DIRECTIONS: Write down, unchanged, the entries from the first line through the line holding "let now = chrono::Utc::now().timestamp().max(0)". Include no other line.

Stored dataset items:
┏━━

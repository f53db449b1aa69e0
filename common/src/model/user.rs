use serde::{Deserialize, Serialize};

/// Staff roles allowed to sign in.
///
/// Operators see every department. Department heads are scoped to their own.
#[derive(Debug, Clone, Copy, PartialEq, Eq, Serialize, Deserialize)]
#[serde(rename_all = "lowercase")]
pub enum Role {
    Operator,
    Hod,
}

impl Role {
    pub fn as_str(&self) -> &'static str {
        match self {
            Role::Operator => "operator",
            Role::Hod => "hod",
        }
    }

    pub fn parse(value: &str) -> Option<Self> {
        match value.trim().to_ascii_lowercase().as_str() {
            "operator" | "admin" => Some(Role::Operator),
            "hod" => Some(Role::Hod),
            _ => None,
        }
    }
}
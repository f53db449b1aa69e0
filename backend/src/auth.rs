//! Staff authentication: bcrypt password check and HS256 bearer tokens.

use crate::config::AuthConfig;
use crate::error::ApiError;
use crate::state::AppState;
use actix_web::dev::Payload;
use actix_web::http::header::AUTHORIZATION;
use actix_web::{web, FromRequest, HttpRequest};
use common::model::user::Role;
use jsonwebtoken::errors::ErrorKind;
use jsonwebtoken::{decode, encode, DecodingKey, EncodingKey, Header, Validation};
use log::info;
use rusqlite::{params, Connection, OptionalExtension};
use serde::{Deserialize, Serialize};
use std::future::{ready, Ready};
use std::sync::LazyLock;

pub const INVALID_CREDENTIALS: &str = "Invalid username or password";

#[derive(Debug, Clone, Serialize, Deserialize)]
pub struct Claims {
    pub sub: String,
    pub role: Role,
    pub department: Option<String>,
    pub iat: u64,
    pub exp: u64,
}

#[derive(Debug, Clone)]
pub struct StoredUser {
    pub username: String,
    pub password_hash: String,
    pub role: Role,
    pub department: Option<String>,
}

pub fn create_token(
    secret: &str,
    user: &StoredUser,
    expire_secs: u64,
) -> Result<String, jsonwebtoken::errors::Error> {
    let now = chrono::Utc::now().timestamp().max(0) as u64;
    let claims = Claims {
        sub: user.username.clone(),
        role: user.role,
        department: user.department.clone(),
        iat: now,
        exp: now + expire_secs,
    };
    encode(
        &Header::default(),
        &claims,
        &EncodingKey::from_secret(secret.as_bytes()),
    )
}

pub fn validate_token(secret: &str, token: &str) -> Result<Claims, jsonwebtoken::errors::Error> {
    let data = decode::<Claims>(
        token,
        &DecodingKey::from_secret(secret.as_bytes()),
        &Validation::default(),
    )?;
    Ok(data.claims)
}

/// The signed-in caller, extracted from `Authorization: Bearer <token>`.
///
/// Handlers taking an `AuthUser` argument are never entered without a valid token.
#[derive(Debug, Clone)]
pub struct AuthUser(pub Claims);

impl AuthUser {
    pub fn username(&self) -> &str {
        &self.0.sub
    }

    /// Department the caller is restricted to; `None` means every department.
    pub fn department_scope(&self) -> Option<&str> {
        match self.0.role {
            Role::Operator => None,
            Role::Hod => Some(self.0.department.as_deref().unwrap_or_default()),
        }
    }
}

fn authenticate(req: &HttpRequest) -> Result<AuthUser, ApiError> {
    let state = req
        .app_data::<web::Data<AppState>>()
        .ok_or_else(|| ApiError::Internal("application state missing".to_string()))?;

    let header = req
        .headers()
        .get(AUTHORIZATION)
        .and_then(|v| v.to_str().ok())
        .ok_or_else(|| ApiError::Unauthorized("missing authorization header".to_string()))?;

    let token = header
        .strip_prefix("Bearer ")
        .map(str::trim)
        .filter(|t| !t.is_empty())
        .ok_or_else(|| ApiError::Unauthorized("invalid authorization header".to_string()))?;

    validate_token(&state.config.auth.jwt_secret, token)
        .map(AuthUser)
        .map_err(|e| match e.kind() {
            ErrorKind::ExpiredSignature => ApiError::Unauthorized("token expired".to_string()),
            _ => ApiError::Unauthorized("invalid token".to_string()),
        })
}

impl FromRequest for AuthUser {
    type Error = ApiError;
    type Future = Ready<Result<Self, Self::Error>>;

    fn from_request(req: &HttpRequest, _: &mut Payload) -> Self::Future {
        ready(authenticate(req))
    }
}

pub fn find_user(conn: &Connection, username: &str) -> Result<Option<StoredUser>, ApiError> {
    let row = conn
        .query_row(
            "SELECT username, password_hash, role, department FROM users WHERE username = ?1",
            params![username],
            |row| {
                Ok((
                    row.get::<_, String>(0)?,
                    row.get::<_, String>(1)?,
                    row.get::<_, String>(2)?,
                    row.get::<_, Option<String>>(3)?,
                ))
            },
        )
        .optional()?;

    let Some((username, password_hash, role, department)) = row else {
        return Ok(None);
    };
    let role = Role::parse(&role)
        .ok_or_else(|| ApiError::Internal(format!("user {} has unknown role '{}'", username, role)))?;
    Ok(Some(StoredUser {
        username,
        password_hash,
        role,
        department,
    }))
}

/// Hash checked when the username does not exist, so both failures cost the same.
///
/// Only dereference on a blocking thread, or call [`warm_dummy_hash`] at startup.
static DUMMY_HASH: LazyLock<Option<String>> =
    LazyLock::new(|| bcrypt::hash("not-a-real-password", bcrypt::DEFAULT_COST).ok());

/// Computes [`DUMMY_HASH`] ahead of the first login attempt.
pub fn warm_dummy_hash() {
    LazyLock::force(&DUMMY_HASH);
}

/// Checks a username/password pair.
///
/// Unknown user and wrong password are indistinguishable to the caller.
pub async fn verify_credentials(
    conn: &Connection,
    username: &str,
    password: &str,
) -> Result<StoredUser, ApiError> {
    let user = find_user(conn, username)?;
    let stored_hash = user.as_ref().map(|u| u.password_hash.clone());
    let password = password.to_string();
    let matches = tokio::task::spawn_blocking(move || {
        let hash = match &stored_hash {
            Some(hash) => hash.as_str(),
            None => DUMMY_HASH.as_deref().unwrap_or_default(),
        };
        bcrypt::verify(password, hash).unwrap_or(false)
    })
    .await
    .map_err(|e| ApiError::Internal(format!("password check failed: {}", e)))?;

    match user {
        Some(u) if matches => Ok(u),
        _ => Err(ApiError::Unauthorized(INVALID_CREDENTIALS.to_string())),
    }
}

pub fn create_user(
    conn: &Connection,
    username: &str,
    password: &str,
    role: Role,
    department: Option<&str>,
    cost: u32,
) -> Result<(), ApiError> {
    let hash = bcrypt::hash(password, cost)
        .map_err(|e| ApiError::Internal(format!("failed to hash password: {}", e)))?;
    conn.execute(
        "INSERT INTO users (username, password_hash, role, department) VALUES (?1, ?2, ?3, ?4)",
        params![username, hash, role.as_str(), department],
    )?;
    Ok(())
}

/// Creates the configured default account when no user exists yet.
pub fn seed_default_user(conn: &Connection, config: &AuthConfig) -> Result<bool, ApiError> {
    let department = config
        .default_department
        .as_deref()
        .map(str::trim)
        .filter(|d| !d.is_empty());
    if config.default_role == Role::Hod && department.is_none() {
        return Err(ApiError::Internal(
            "auth.default_department is required when auth.default_role is hod".to_string(),
        ));
    }

    let count: i64 = conn.query_row("SELECT COUNT(*) FROM users", [], |row| row.get(0))?;
    if count > 0 {
        return Ok(false);
    }
    create_user(
        conn,
        &config.default_username,
        &config.default_password,
        config.default_role,
        department,
        bcrypt::DEFAULT_COST,
    )?;
    info!(
        "Seeded default {} account '{}'",
        config.default_role.as_str(),
        config.default_username
    );
    Ok(true)
}

#[cfg(test)]
mod tests {
    use super::*;

    fn user(role: Role, department: Option<&str>) -> StoredUser {
        StoredUser {
            username: "hod.cse".to_string(),
            password_hash: String::new(),
            role,
            department: department.map(str::to_string),
        }
    }

    #[test]
    fn token_round_trips_claims() {
        let token = create_token("secret", &user(Role::Hod, Some("CSE")), 60).unwrap();
        let claims = validate_token("secret", &token).unwrap();
        assert_eq!(claims.sub, "hod.cse");
        assert_eq!(claims.role, Role::Hod);
        assert_eq!(claims.department.as_deref(), Some("CSE"));
    }

    #[test]
    fn token_signed_with_other_secret_is_rejected() {
        let token = create_token("secret", &user(Role::Operator, None), 60).unwrap();
        assert!(validate_token("other", &token).is_err());
    }

    #[test]
    fn scope_follows_role() {
        let hod = AuthUser(Claims {
            sub: "h".to_string(),
            role: Role::Hod,
            department: Some("ECE".to_string()),
            iat: 0,
            exp: 0,
        });
        assert_eq!(hod.department_scope(), Some("ECE"));

        let op = AuthUser(Claims {
            role: Role::Operator,
            ..hod.0.clone()
        });
        assert_eq!(op.department_scope(), None);
    }

    #[actix_web::test]
    async fn unknown_user_and_bad_password_look_the_same() {
        let conn = Connection::open_in_memory().unwrap();
        crate::db::create_schema(&conn).unwrap();
        create_user(&conn, "op", "right", Role::Operator, None, 4).unwrap();

        let unknown = verify_credentials(&conn, "nobody", "right").await.unwrap_err();
        let wrong = verify_credentials(&conn, "op", "wrong").await.unwrap_err();
        assert_eq!(unknown.to_string(), INVALID_CREDENTIALS);
        assert_eq!(wrong.to_string(), INVALID_CREDENTIALS);

        let ok = verify_credentials(&conn, "op", "right").await.unwrap();
        assert_eq!(ok.role, Role::Operator);
    }

    #[test]
    fn dummy_hash_is_a_real_bcrypt_hash() {
        warm_dummy_hash();
        let hash = DUMMY_HASH.as_deref().unwrap();
        assert!(!bcrypt::verify("anything", hash).unwrap());
    }

    #[test]
    fn seeding_happens_once() {
        let conn = Connection::open_in_memory().unwrap();
        crate::db::create_schema(&conn).unwrap();
        let config = AuthConfig {
            default_password: "pw".to_string(),
            ..AuthConfig::default()
        };
        assert!(seed_default_user(&conn, &config).unwrap());
        assert!(!seed_default_user(&conn, &config).unwrap());
        let seeded = find_user(&conn, &config.default_username).unwrap().unwrap();
        assert_eq!(seeded.role, Role::Operator);
    }

    #[test]
    fn seeds_a_department_head_from_config() {
        let conn = Connection::open_in_memory().unwrap();
        crate::db::create_schema(&conn).unwrap();
        let config = AuthConfig {
            default_username: "hod.mech".to_string(),
            default_password: "pw".to_string(),
            default_role: Role::Hod,
            default_department: Some("MECH".to_string()),
            ..AuthConfig::default()
        };
        assert!(seed_default_user(&conn, &config).unwrap());
        let seeded = find_user(&conn, "hod.mech").unwrap().unwrap();
        assert_eq!(seeded.role, Role::Hod);
        assert_eq!(seeded.department.as_deref(), Some("MECH"));
    }

    #[test]
    fn department_head_seed_needs_a_department() {
        let conn = Connection::open_in_memory().unwrap();
        crate::db::create_schema(&conn).unwrap();
        let config = AuthConfig {
            default_role: Role::Hod,
            default_department: Some("  ".to_string()),
            ..AuthConfig::default()
        };
        assert!(seed_default_user(&conn, &config).is_err());
        let count: i64 = conn
            .query_row("SELECT COUNT(*) FROM users", [], |row| row.get(0))
            .unwrap();
        assert_eq!(count, 0);
    }
}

┗━━

ANSWER:
repository f53db449b1aa69e0
filename common/src/model/user.rs
use serde::{Deserialize, Serialize};

/// Staff roles allowed to sign in.
///
/// Operators see every department. Department heads are scoped to their own.
#[derive(Debug, Clone, Copy, PartialEq, Eq, Serialize, Deserialize)]
#[serde(rename_all = "lowercase")]
pub enum Role {
    Operator,
    Hod,
}

impl Role {
    pub fn as_str(&self) -> &'static str {
        match self {
            Role::Operator => "operator",
            Role::Hod => "hod",
        }
    }

    pub fn parse(value: &str) -> Option<Self> {
        match value.trim().to_ascii_lowercase().as_str() {
            "operator" | "admin" => Some(Role::Operator),
            "hod" => Some(Role::Hod),
            _ => None,
        }
    }
}
repository f53db449b1aa69e0
filename backend/src/auth.rs
//! Staff authentication: bcrypt password check and HS256 bearer tokens.

use crate::config::AuthConfig;
use crate::error::ApiError;
use crate::state::AppState;
use actix_web::dev::Payload;
use actix_web::http::header::AUTHORIZATION;
use actix_web::{web, FromRequest, HttpRequest};
use common::model::user::Role;
use jsonwebtoken::errors::ErrorKind;
use jsonwebtoken::{decode, encode, DecodingKey, EncodingKey, Header, Validation};
use log::info;
use rusqlite::{params, Connection, OptionalExtension};
use serde::{Deserialize, Serialize};
use std::future::{ready, Ready};
use std::sync::LazyLock;

pub const INVALID_CREDENTIALS: &str = "Invalid username or password";

#[derive(Debug, Clone, Serialize, Deserialize)]
pub struct Claims {
    pub sub: String,
    pub role: Role,
    pub department: Option<String>,
    pub iat: u64,
    pub exp: u64,
}

#[derive(Debug, Clone)]
pub struct StoredUser {
    pub username: String,
    pub password_hash: String,
    pub role: Role,
    pub department: Option<String>,
}

pub fn create_token(
    secret: &str,
    user: &StoredUser,
    expire_secs: u64,
) -> Result<String, jsonwebtoken::errors::Error> {
    let now = chrono::Utc::now().timestamp().max(0) as u64;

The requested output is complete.